Hybrid architecture for a single-precision arithmetic processor.
Jurca, Lucian ; Gontean, Aurel ; Alexa, Florin 等
1. INTRODUCTION
The increase of integration density has permitted the development
of the logarithmic-number-system (LNS) processors out of which we
mention (Coleman et al., 2000) and (Arnold, 2001), but in these the main
difficulty was to implement the addition and subtraction operations.

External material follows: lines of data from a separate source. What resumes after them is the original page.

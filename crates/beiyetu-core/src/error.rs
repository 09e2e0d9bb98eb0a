//! # Error Types
//!
//! Domain-specific error types for beiyetu-core.
//!
//! ## Error Hierarchy
//! ```text
//! ┌─────────────────────────────────────────────────────────────────────────┐
//! │                         Error Types                                     │
//! │                                                                         │
//! │  beiyetu-core errors (this file)                                       │
//! │  ├── CoreError        - General domain errors                          │
//! │  └── ValidationError  - Input validation failures                      │
//! │                                                                         │
//! │  beiyetu-db errors (separate crate)                                    │
//! │  └── DbError          - Database operation failures                    │
//! │                                                                         │
//! │  App errors (apps/beiyetu)                                             │
//! │  └── ApiError         - What the caller sees (serialized)              │
//! │                                                                         │
//! │  Flow: ValidationError → CoreError → ApiError                          │
//! │        DbError ────────────────────► ApiError                          │
//! └─────────────────────────────────────────────────────────────────────────┘
//! ```

use thiserror::Error;

// =============================================================================
// Core Error
// =============================================================================

/// Core catalog errors.
#[derive(Debug, Error)]
pub enum CoreError {
    /// Product cannot be found.
    ///
    /// ## When This Occurs
    /// - Details requested for an id that was never seeded
    /// - Comment posted against a product id that is not numeric
    #[error("Product not found: {0}")]
    ProductNotFound(String),

    /// Validation error (wraps ValidationError).
    #[error("Validation error: {0}")]
    Validation(#[from] ValidationError),
}

// =============================================================================
// Validation Error
// =============================================================================

/// Input validation errors.
///
/// These errors occur when user input doesn't meet requirements.
/// Used for early validation before anything touches state.
#[derive(Debug, Error)]
pub enum ValidationError {
    /// A required field is missing or empty.
    #[error("{field} is required")]
    Required { field: String },

    /// Field value is too long.
    #[error("{field} must be at most {max} characters")]
    TooLong { field: String, max: usize },

    /// Numeric value is out of range.
    #[error("{field} must be between {min} and {max}")]
    OutOfRange { field: String, min: i64, max: i64 },

    /// Invalid format (e.g., malformed email).
    #[error("{field} has invalid format: {reason}")]
    InvalidFormat { field: String, reason: String },
}

// =============================================================================
// Result Type Alias
// =============================================================================

/// Convenience type alias for Results with CoreError.
pub type CoreResult<T> = Result<T, CoreError>;

// =============================================================================
// Unit Tests
// =============================================================================

#[cfg(test)]
mod tests {
    use super::*;

    #[test]
    fn test_error_messages() {
        let err = CoreError::ProductNotFound("42".to_string());
        assert_eq!(err.to_string(), "Product not found: 42");
    }

    #[test]
    fn test_validation_error_messages() {
        let err = ValidationError::Required {
            field: "comment".to_string(),
        };
        assert_eq!(err.to_string(), "comment is required");

        let err = ValidationError::TooLong {
            field: "query".to_string(),
            max: 100,
        };
        assert_eq!(err.to_string(), "query must be at most 100 characters");
    }

    #[test]
    fn test_validation_converts_to_core_error() {
        let validation_err = ValidationError::Required {
            field: "email".to_string(),
        };
        let core_err: CoreError = validation_err.into();
        assert!(matches!(core_err, CoreError::Validation(_)));
    }
}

Avoiding this disadvantage and at the same time keeping the qualities of
both floating-point (FP) and LNS can be achieved through the design of a
hybrid unit which combines the attributes of the FP processor with
logarithmic arithmetic. A solution in this direction had already been
proposed in (Lai, 1993), where addition and subtraction were performed
in FP and multiplication, division, square root and all the other
operations in LNS. But the format conversions FP-LNS and LNS-FP were
slow because in the linear-interpolation algorithm only non-redundant
adders were used.
To improve the format conversions, a new architecture was proposed
in (Jurca et al., 2007) where the method of redundant summation of
partial products with other inputs was applied because a multiplication
and a series of additions occur in sequence in the conversion algorithm.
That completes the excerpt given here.